== Task material ==
☆ ☆ ☆ ☆ ☆ ☆ ☆
//! JSON persistence for the seat configuration and device map documents.
//!
//! Both files live in one directory:
//!
//! ```text
//! $XDG_CONFIG_HOME/mpx-wayland/    (or ~/.config/mpx-wayland/)
//!   config.json    seats and global options
//!   devices.json   device → seat mappings
//! ```
//!
//! A missing file is not an error: it loads as the document's default, which
//! is what a first run sees.  A file that exists but does not parse is an
//! error, so a hand-edited typo is reported instead of silently replaced.

use std::fs;
use std::io;
use std::path::{Path, PathBuf};

use mpx_core::{DeviceMapDocument, SeatConfigDocument};
use serde::de::DeserializeOwned;
use serde::Serialize;
use thiserror::Error;
use tracing::debug;

use crate::application::DocumentRepository;
use crate::error::CtlError;

pub const CONFIG_FILE: &str = "config.json";
pub const DEVICES_FILE: &str = "devices.json";
const APP_DIR: &str = "mpx-wayland";

#[derive(Debug, Error)]
pub enum StoreError {
    /// Neither `XDG_CONFIG_HOME` nor `HOME` is set.
    #[error("could not determine the configuration directory (set XDG_CONFIG_HOME or HOME)")]
    NoConfigDir,

    #[error("I/O error accessing {path}: {source}")]
    Io {
        path: PathBuf,
        #[source]
        source: io::Error,
    },

    #[error("malformed JSON in {path}: {source}")]
    Parse {
        path: PathBuf,
        #[source]
        source: serde_json::Error,
    },

    #[error("failed to serialize configuration: {0}")]
    Serialize(#[from] serde_json::Error),
}

/// The two configuration documents, read from and written to one directory.
#[derive(Debug, Clone)]
pub struct ConfigStore {
    dir: PathBuf,
}

impl ConfigStore {
    pub fn new(dir: impl Into<PathBuf>) -> Self {
        Self { dir: dir.into() }
    }

    /// A store in the user's XDG configuration directory.
    pub fn from_env() -> Result<Self, StoreError> {
        default_config_dir().map(Self::new).ok_or(StoreError::NoConfigDir)
    }

    pub fn dir(&self) -> &Path {
        &self.dir
    }

    pub fn config_path(&self) -> PathBuf {
        self.dir.join(CONFIG_FILE)
    }

    pub fn devices_path(&self) -> PathBuf {
        self.dir.join(DEVICES_FILE)
    }

    pub fn load_seat_config(&self) -> Result<SeatConfigDocument, StoreError> {
        load_or_default(&self.config_path())
    }

    pub fn load_device_map(&self) -> Result<DeviceMapDocument, StoreError> {
        load_or_default(&self.devices_path())
    }

    pub fn save_seat_config(&self, document: &SeatConfigDocument) -> Result<(), StoreError> {
        self.save(&self.config_path(), document)
    }

    pub fn save_device_map(&self, document: &DeviceMapDocument) -> Result<(), StoreError> {
        self.save(&self.devices_path(), document)
    }

    fn save<T: Serialize>(&self, path: &Path, document: &T) -> Result<(), StoreError> {
        fs::create_dir_all(&self.dir).map_err(|source| StoreError::Io {
            path: self.dir.clone(),
            source,
        })?;
        let mut content = serde_json::to_string_pretty(document)?;
        content.push('\n');
        fs::write(path, content).map_err(|source| StoreError::Io {
            path: path.to_path_buf(),
            source,
        })?;
        debug!(path = %path.display(), "configuration saved");
        Ok(())
    }
}

impl DocumentRepository for ConfigStore {
    fn load_documents(&self) -> Result<(SeatConfigDocument, DeviceMapDocument), CtlError> {
        Ok((self.load_seat_config()?, self.load_device_map()?))
    }

    fn save_documents(
        &self,
        config: &SeatConfigDocument,
        devices: &DeviceMapDocument,
    ) -> Result<(), CtlError> {
        self.save_seat_config(config)?;
        self.save_device_map(devices)?;
        Ok(())
    }
}

fn load_or_default<T: DeserializeOwned + Default>(path: &Path) -> Result<T, StoreError> {
    match fs::read_to_string(path) {
        Ok(content) => serde_json::from_str(&content).map_err(|source| StoreError::Parse {
            path: path.to_path_buf(),
            source,
        }),
        Err(e) if e.kind() == io::ErrorKind::NotFound => {
            debug!(path = %path.display(), "no configuration file, using defaults");
            Ok(T::default())
        }
        Err(source) => Err(StoreError::Io {
            path: path.to_path_buf(),
            source,
        }),
    }
}

/// `$XDG_CONFIG_HOME/mpx-wayland`, or `~/.config/mpx-wayland`.
fn default_config_dir() -> Option<PathBuf> {
    let base = std::env::var_os("XDG_CONFIG_HOME")
        .filter(|v| !v.is_empty())
        .map(PathBuf::from)
        .or_else(|| std::env::var_os("HOME").map(|h| PathBuf::from(h).join(".config")))?;
    Some(base.join(APP_DIR))
}

#[cfg(test)]
mod tests {
    use mpx_core::{DeviceKind, DeviceMapping, SeatEntry};

    use super::*;

    fn scratch_store() -> ConfigStore {
        let name = format!("mpx-ctl-store-{}", uuid::Uuid::new_v4());
        ConfigStore::new(std::env::temp_dir().join(name))
    }

    #[test]
    fn test_missing_files_load_as_defaults() {
        // Arrange
        let store = scratch_store();

        // Act
        let config = store.load_seat_config().unwrap();
        let devices = store.load_device_map().unwrap();

        // Assert
        assert_eq!(config, SeatConfigDocument::default());
        assert_eq!(devices, DeviceMapDocument::default());
        assert!(!store.dir().exists());
    }

    #[test]
    fn test_saved_documents_load_back_unchanged() {
        // Arrange
        let store = scratch_store();
        let mut config = SeatConfigDocument::default();
        config.seats.push(SeatEntry::new("aux"));
        let devices = DeviceMapDocument {
            mappings: vec![DeviceMapping {
                device_id: "mouse1".into(),
                seat_name: Some("aux".into()),
                device_name: "Mouse".into(),
                priority: 0,
                kind: DeviceKind::Pointer,
                usb_id: Some("046d:c077".into()),
            }],
            ..DeviceMapDocument::default()
        };

        // Act
        store.save_seat_config(&config).unwrap();
        store.save_device_map(&devices).unwrap();

        // Assert
        assert_eq!(store.load_seat_config().unwrap(), config);
        assert_eq!(store.load_device_map().unwrap(), devices);
        fs::remove_dir_all(store.dir()).unwrap();
    }

    #[test]
    fn test_malformed_file_is_a_parse_error_naming_the_path() {
        let store = scratch_store();
        fs::create_dir_all(store.dir()).unwrap();
        fs::write(store.config_path(), "{\"version\": 1, \"verbose\": true}").unwrap();

        let err = store.load_seat_config().unwrap_err();

        assert!(matches!(&err, StoreError::Parse { path, .. } if *path == store.config_path()));
        assert!(err.to_string().contains(CONFIG_FILE));
        fs::remove_dir_all(store.dir()).unwrap();
    }
}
☆ ☆ ☆ ☆ ☆ ☆ ☆
Return the material above in full, word for word.

== Result ==
//! JSON persistence for the seat configuration and device map documents.
//!
//! Both files live in one directory:
//!
//! ```text
//! $XDG_CONFIG_HOME/mpx-wayland/    (or ~/.config/mpx-wayland/)
//!   config.json    seats and global options
//!   devices.json   device → seat mappings
//! ```
//!
//! A missing file is not an error: it loads as the document's default, which
//! is what a first run sees.  A file that exists but does not parse is an
//! error, so a hand-edited typo is reported instead of silently replaced.

use std::fs;
use std::io;
use std::path::{Path, PathBuf};

use mpx_core::{DeviceMapDocument, SeatConfigDocument};
use serde::de::DeserializeOwned;
use serde::Serialize;
use thiserror::Error;
use tracing::debug;

use crate::application::DocumentRepository;
use crate::error::CtlError;

pub const CONFIG_FILE: &str = "config.json";
pub const DEVICES_FILE: &str = "devices.json";
const APP_DIR: &str = "mpx-wayland";

#[derive(Debug, Error)]
pub enum StoreError {
    /// Neither `XDG_CONFIG_HOME` nor `HOME` is set.
    #[error("could not determine the configuration directory (set XDG_CONFIG_HOME or HOME)")]
    NoConfigDir,

    #[error("I/O error accessing {path}: {source}")]
    Io {
        path: PathBuf,
        #[source]
        source: io::Error,
    },

    #[error("malformed JSON in {path}: {source}")]
    Parse {
        path: PathBuf,
        #[source]
        source: serde_json::Error,
    },

    #[error("failed to serialize configuration: {0}")]
    Serialize(#[from] serde_json::Error),
}

/// The two configuration documents, read from and written to one directory.
#[derive(Debug, Clone)]
pub struct ConfigStore {
    dir: PathBuf,
}

impl ConfigStore {
    pub fn new(dir: impl Into<PathBuf>) -> Self {
        Self { dir: dir.into() }
    }

    /// A store in the user's XDG configuration directory.
    pub fn from_env() -> Result<Self, StoreError> {
        default_config_dir().map(Self::new).ok_or(StoreError::NoConfigDir)
    }

    pub fn dir(&self) -> &Path {
        &self.dir
    }

    pub fn config_path(&self) -> PathBuf {
        self.dir.join(CONFIG_FILE)
    }

    pub fn devices_path(&self) -> PathBuf {
        self.dir.join(DEVICES_FILE)
    }

    pub fn load_seat_config(&self) -> Result<SeatConfigDocument, StoreError> {
        load_or_default(&self.config_path())
    }

    pub fn load_device_map(&self) -> Result<DeviceMapDocument, StoreError> {
        load_or_default(&self.devices_path())
    }

    pub fn save_seat_config(&self, document: &SeatConfigDocument) -> Result<(), StoreError> {
        self.save(&self.config_path(), document)
    }

    pub fn save_device_map(&self, document: &DeviceMapDocument) -> Result<(), StoreError> {
        self.save(&self.devices_path(), document)
    }

    fn save<T: Serialize>(&self, path: &Path, document: &T) -> Result<(), StoreError> {
        fs::create_dir_all(&self.dir).map_err(|source| StoreError::Io {
            path: self.dir.clone(),
            source,
        })?;
        let mut content = serde_json::to_string_pretty(document)?;
        content.push('\n');
        fs::write(path, content).map_err(|source| StoreError::Io {
            path: path.to_path_buf(),
            source,
        })?;
        debug!(path = %path.display(), "configuration saved");
        Ok(())
    }
}

impl DocumentRepository for ConfigStore {
    fn load_documents(&self) -> Result<(SeatConfigDocument, DeviceMapDocument), CtlError> {
        Ok((self.load_seat_config()?, self.load_device_map()?))
    }

    fn save_documents(
        &self,
        config: &SeatConfigDocument,
        devices: &DeviceMapDocument,
    ) -> Result<(), CtlError> {
        self.save_seat_config(config)?;
        self.save_device_map(devices)?;
        Ok(())
    }
}

fn load_or_default<T: DeserializeOwned + Default>(path: &Path) -> Result<T, StoreError> {
    match fs::read_to_string(path) {
        Ok(content) => serde_json::from_str(&content).map_err(|source| StoreError::Parse {
            path: path.to_path_buf(),
            source,
        }),
        Err(e) if e.kind() == io::ErrorKind::NotFound => {
            debug!(path = %path.display(), "no configuration file, using defaults");
            Ok(T::default())
        }
        Err(source) => Err(StoreError::Io {
            path: path.to_path_buf(),
            source,
        }),
    }
}

/// `$XDG_CONFIG_HOME/mpx-wayland`, or `~/.config/mpx-wayland`.
fn default_config_dir() -> Option<PathBuf> {
    let base = std::env::var_os("XDG_CONFIG_HOME")
        .filter(|v| !v.is_empty())
        .map(PathBuf::from)
        .or_else(|| std::env::var_os("HOME").map(|h| PathBuf::from(h).join(".config")))?;
    Some(base.join(APP_DIR))
}

#[cfg(test)]
mod tests {
    use mpx_core::{DeviceKind, DeviceMapping, SeatEntry};

    use super::*;

    fn scratch_store() -> ConfigStore {
        let name = format!("mpx-ctl-store-{}", uuid::Uuid::new_v4());
        ConfigStore::new(std::env::temp_dir().join(name))
    }

    #[test]
    fn test_missing_files_load_as_defaults() {
        // Arrange
        let store = scratch_store();

        // Act
        let config = store.load_seat_config().unwrap();
        let devices = store.load_device_map().unwrap();

        // Assert
        assert_eq!(config, SeatConfigDocument::default());
        assert_eq!(devices, DeviceMapDocument::default());
        assert!(!store.dir().exists());
    }

    #[test]
    fn test_saved_documents_load_back_unchanged() {
        // Arrange
        let store = scratch_store();
        let mut config = SeatConfigDocument::default();
        config.seats.push(SeatEntry::new("aux"));
        let devices = DeviceMapDocument {
            mappings: vec![DeviceMapping {
                device_id: "mouse1".into(),
                seat_name: Some("aux".into()),
                device_name: "Mouse".into(),
                priority: 0,
                kind: DeviceKind::Pointer,
                usb_id: Some("046d:c077".into()),
            }],
            ..DeviceMapDocument::default()
        };

        // Act
        store.save_seat_config(&config).unwrap();
        store.save_device_map(&devices).unwrap();

        // Assert
        assert_eq!(store.load_seat_config().unwrap(), config);
        assert_eq!(store.load_device_map().unwrap(), devices);
        fs::remove_dir_all(store.dir()).unwrap();
    }

    #[test]
    fn test_malformed_file_is_a_parse_error_naming_the_path() {
        let store = scratch_store();
        fs::create_dir_all(store.dir()).unwrap();
        fs::write(store.config_path(), "{\"version\": 1, \"verbose\": true}").unwrap();

        let err = store.load_seat_config().unwrap_err();

        assert!(matches!(&err, StoreError::Parse { path, .. } if *path == store.config_path()));
        assert!(err.to_string().contains(CONFIG_FILE));
        fs::remove_dir_all(store.dir()).unwrap();
    }
}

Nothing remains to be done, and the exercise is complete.